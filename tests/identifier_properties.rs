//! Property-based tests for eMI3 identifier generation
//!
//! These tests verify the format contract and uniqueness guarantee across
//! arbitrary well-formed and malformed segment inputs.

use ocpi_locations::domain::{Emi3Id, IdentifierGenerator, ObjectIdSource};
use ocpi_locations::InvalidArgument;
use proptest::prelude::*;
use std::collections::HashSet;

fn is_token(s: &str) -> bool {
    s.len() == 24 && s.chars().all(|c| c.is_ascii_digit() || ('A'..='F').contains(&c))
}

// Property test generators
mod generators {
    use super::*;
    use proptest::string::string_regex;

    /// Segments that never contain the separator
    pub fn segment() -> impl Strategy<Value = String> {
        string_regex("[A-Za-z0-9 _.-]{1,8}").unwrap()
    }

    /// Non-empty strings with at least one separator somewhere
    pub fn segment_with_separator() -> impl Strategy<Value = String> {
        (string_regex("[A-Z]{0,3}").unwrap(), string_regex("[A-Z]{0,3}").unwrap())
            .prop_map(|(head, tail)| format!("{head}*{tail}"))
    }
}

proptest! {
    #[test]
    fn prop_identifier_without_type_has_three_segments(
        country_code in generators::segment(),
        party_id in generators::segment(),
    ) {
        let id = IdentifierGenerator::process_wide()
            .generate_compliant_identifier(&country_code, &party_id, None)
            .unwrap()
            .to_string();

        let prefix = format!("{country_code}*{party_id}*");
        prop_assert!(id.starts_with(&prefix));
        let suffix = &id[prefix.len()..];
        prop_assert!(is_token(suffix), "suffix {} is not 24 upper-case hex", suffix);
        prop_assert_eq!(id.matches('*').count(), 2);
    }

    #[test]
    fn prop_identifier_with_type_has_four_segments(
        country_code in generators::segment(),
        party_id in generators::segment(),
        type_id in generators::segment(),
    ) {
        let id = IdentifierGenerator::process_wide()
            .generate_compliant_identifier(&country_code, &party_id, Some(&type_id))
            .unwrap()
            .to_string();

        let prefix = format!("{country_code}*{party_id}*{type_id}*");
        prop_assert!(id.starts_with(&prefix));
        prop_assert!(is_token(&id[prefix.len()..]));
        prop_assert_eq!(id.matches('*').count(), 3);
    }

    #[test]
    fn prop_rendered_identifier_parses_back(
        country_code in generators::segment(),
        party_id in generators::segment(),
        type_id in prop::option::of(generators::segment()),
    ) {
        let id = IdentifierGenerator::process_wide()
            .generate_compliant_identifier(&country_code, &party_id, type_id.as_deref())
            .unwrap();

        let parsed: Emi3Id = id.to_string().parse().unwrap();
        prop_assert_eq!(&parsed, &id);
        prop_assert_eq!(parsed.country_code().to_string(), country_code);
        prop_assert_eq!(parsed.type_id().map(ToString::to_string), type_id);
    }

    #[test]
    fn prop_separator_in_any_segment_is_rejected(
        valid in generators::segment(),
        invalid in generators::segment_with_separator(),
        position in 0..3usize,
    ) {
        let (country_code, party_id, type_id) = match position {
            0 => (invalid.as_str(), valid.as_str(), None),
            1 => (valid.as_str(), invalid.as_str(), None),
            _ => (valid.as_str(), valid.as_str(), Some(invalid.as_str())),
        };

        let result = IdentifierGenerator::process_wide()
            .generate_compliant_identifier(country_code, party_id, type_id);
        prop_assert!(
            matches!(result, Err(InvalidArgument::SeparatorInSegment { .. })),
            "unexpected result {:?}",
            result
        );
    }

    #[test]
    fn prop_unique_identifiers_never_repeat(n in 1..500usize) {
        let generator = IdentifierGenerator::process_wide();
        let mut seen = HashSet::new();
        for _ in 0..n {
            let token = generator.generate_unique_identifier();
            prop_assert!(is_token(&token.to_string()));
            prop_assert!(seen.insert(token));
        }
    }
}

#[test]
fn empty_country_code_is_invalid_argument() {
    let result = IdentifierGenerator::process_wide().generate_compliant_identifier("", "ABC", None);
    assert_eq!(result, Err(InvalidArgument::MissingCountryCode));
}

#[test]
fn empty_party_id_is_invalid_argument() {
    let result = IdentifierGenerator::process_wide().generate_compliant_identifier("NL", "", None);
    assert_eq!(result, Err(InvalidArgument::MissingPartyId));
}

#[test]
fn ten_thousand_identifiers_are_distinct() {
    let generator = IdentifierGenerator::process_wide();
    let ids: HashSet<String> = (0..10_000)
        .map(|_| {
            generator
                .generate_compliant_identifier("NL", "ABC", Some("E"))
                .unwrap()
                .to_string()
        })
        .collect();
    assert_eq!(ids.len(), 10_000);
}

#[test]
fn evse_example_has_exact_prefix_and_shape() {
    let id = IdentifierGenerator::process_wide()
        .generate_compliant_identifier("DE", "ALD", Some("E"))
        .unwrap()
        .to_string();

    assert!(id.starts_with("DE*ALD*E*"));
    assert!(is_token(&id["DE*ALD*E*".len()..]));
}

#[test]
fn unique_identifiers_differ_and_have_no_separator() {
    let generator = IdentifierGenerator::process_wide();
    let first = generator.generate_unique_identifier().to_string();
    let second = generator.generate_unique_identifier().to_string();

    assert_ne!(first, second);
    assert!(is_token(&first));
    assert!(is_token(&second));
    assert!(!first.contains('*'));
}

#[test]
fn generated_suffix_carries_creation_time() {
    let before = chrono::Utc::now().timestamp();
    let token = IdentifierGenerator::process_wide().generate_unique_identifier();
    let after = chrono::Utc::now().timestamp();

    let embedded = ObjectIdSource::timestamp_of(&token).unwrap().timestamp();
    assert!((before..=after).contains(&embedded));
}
======
The task: Find the lines above with the word "chrono". Copy them out.

Result of this task:
    let before = chrono::Utc::now().timestamp();
    let after = chrono::Utc::now().timestamp();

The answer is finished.